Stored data
- - -

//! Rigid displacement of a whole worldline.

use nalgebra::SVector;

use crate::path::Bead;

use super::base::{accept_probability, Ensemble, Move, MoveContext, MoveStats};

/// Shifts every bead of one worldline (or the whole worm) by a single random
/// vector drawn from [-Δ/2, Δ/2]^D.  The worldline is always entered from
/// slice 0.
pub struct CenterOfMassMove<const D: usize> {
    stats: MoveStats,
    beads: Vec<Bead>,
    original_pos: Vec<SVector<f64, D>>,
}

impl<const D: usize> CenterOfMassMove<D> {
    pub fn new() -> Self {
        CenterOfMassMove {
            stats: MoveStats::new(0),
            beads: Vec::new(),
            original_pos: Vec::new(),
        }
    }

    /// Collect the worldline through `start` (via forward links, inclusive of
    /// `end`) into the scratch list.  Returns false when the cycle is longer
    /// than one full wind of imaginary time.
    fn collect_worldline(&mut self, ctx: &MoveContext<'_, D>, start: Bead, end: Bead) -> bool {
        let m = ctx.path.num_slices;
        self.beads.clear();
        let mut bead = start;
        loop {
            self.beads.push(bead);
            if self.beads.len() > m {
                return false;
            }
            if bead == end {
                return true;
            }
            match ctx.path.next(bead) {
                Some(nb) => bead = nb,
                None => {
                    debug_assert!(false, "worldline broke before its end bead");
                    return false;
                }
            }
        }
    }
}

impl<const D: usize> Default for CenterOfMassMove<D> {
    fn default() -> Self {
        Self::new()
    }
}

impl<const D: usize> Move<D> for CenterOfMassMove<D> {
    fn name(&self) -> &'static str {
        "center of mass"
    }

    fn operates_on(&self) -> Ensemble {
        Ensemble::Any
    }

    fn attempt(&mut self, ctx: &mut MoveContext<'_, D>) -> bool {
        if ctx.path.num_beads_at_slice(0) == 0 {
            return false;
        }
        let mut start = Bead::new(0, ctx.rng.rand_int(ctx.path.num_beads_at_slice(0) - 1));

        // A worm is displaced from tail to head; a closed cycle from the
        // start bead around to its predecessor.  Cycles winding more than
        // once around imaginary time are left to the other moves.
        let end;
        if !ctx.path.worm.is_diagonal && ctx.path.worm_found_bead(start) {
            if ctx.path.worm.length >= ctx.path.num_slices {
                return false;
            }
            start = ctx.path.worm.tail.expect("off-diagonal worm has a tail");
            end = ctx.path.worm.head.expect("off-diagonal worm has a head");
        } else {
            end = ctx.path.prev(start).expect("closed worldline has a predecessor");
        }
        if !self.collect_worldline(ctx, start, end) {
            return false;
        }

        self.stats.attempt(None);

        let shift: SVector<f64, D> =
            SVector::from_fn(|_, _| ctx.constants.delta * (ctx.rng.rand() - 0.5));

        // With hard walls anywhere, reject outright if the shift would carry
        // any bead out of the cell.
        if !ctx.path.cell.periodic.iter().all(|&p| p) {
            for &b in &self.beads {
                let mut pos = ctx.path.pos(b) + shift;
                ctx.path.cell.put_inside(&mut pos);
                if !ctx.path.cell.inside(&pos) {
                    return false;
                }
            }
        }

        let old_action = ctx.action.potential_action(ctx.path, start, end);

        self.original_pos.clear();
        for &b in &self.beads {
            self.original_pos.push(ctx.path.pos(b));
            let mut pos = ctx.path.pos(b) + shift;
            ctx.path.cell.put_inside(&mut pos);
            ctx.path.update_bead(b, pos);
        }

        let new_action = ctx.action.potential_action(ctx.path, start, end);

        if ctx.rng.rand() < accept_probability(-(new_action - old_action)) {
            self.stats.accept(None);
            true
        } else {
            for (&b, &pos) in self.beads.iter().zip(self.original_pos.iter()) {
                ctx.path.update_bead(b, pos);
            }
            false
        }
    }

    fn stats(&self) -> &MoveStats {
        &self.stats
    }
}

- - -

• [Prompt]: From the start of the data to the line that holds "winding more than", retype each line exactly, with both ends included.

• [Response to the exercise]:
//! Rigid displacement of a whole worldline.

use nalgebra::SVector;

use crate::path::Bead;

use super::base::{accept_probability, Ensemble, Move, MoveContext, MoveStats};

/// Shifts every bead of one worldline (or the whole worm) by a single random
/// vector drawn from [-Δ/2, Δ/2]^D.  The worldline is always entered from
/// slice 0.
pub struct CenterOfMassMove<const D: usize> {
    stats: MoveStats,
    beads: Vec<Bead>,
    original_pos: Vec<SVector<f64, D>>,
}

impl<const D: usize> CenterOfMassMove<D> {
    pub fn new() -> Self {
        CenterOfMassMove {
            stats: MoveStats::new(0),
            beads: Vec::new(),
            original_pos: Vec::new(),
        }
    }

    /// Collect the worldline through `start` (via forward links, inclusive of
    /// `end`) into the scratch list.  Returns false when the cycle is longer
    /// than one full wind of imaginary time.
    fn collect_worldline(&mut self, ctx: &MoveContext<'_, D>, start: Bead, end: Bead) -> bool {
        let m = ctx.path.num_slices;
        self.beads.clear();
        let mut bead = start;
        loop {
            self.beads.push(bead);
            if self.beads.len() > m {
                return false;
            }
            if bead == end {
                return true;
            }
            match ctx.path.next(bead) {
                Some(nb) => bead = nb,
                None => {
                    debug_assert!(false, "worldline broke before its end bead");
                    return false;
                }
            }
        }
    }
}

impl<const D: usize> Default for CenterOfMassMove<D> {
    fn default() -> Self {
        Self::new()
    }
}

impl<const D: usize> Move<D> for CenterOfMassMove<D> {
    fn name(&self) -> &'static str {
        "center of mass"
    }

    fn operates_on(&self) -> Ensemble {
        Ensemble::Any
    }

    fn attempt(&mut self, ctx: &mut MoveContext<'_, D>) -> bool {
        if ctx.path.num_beads_at_slice(0) == 0 {
            return false;
        }
        let mut start = Bead::new(0, ctx.rng.rand_int(ctx.path.num_beads_at_slice(0) - 1));

        // A worm is displaced from tail to head; a closed cycle from the
        // start bead around to its predecessor.  Cycles winding more than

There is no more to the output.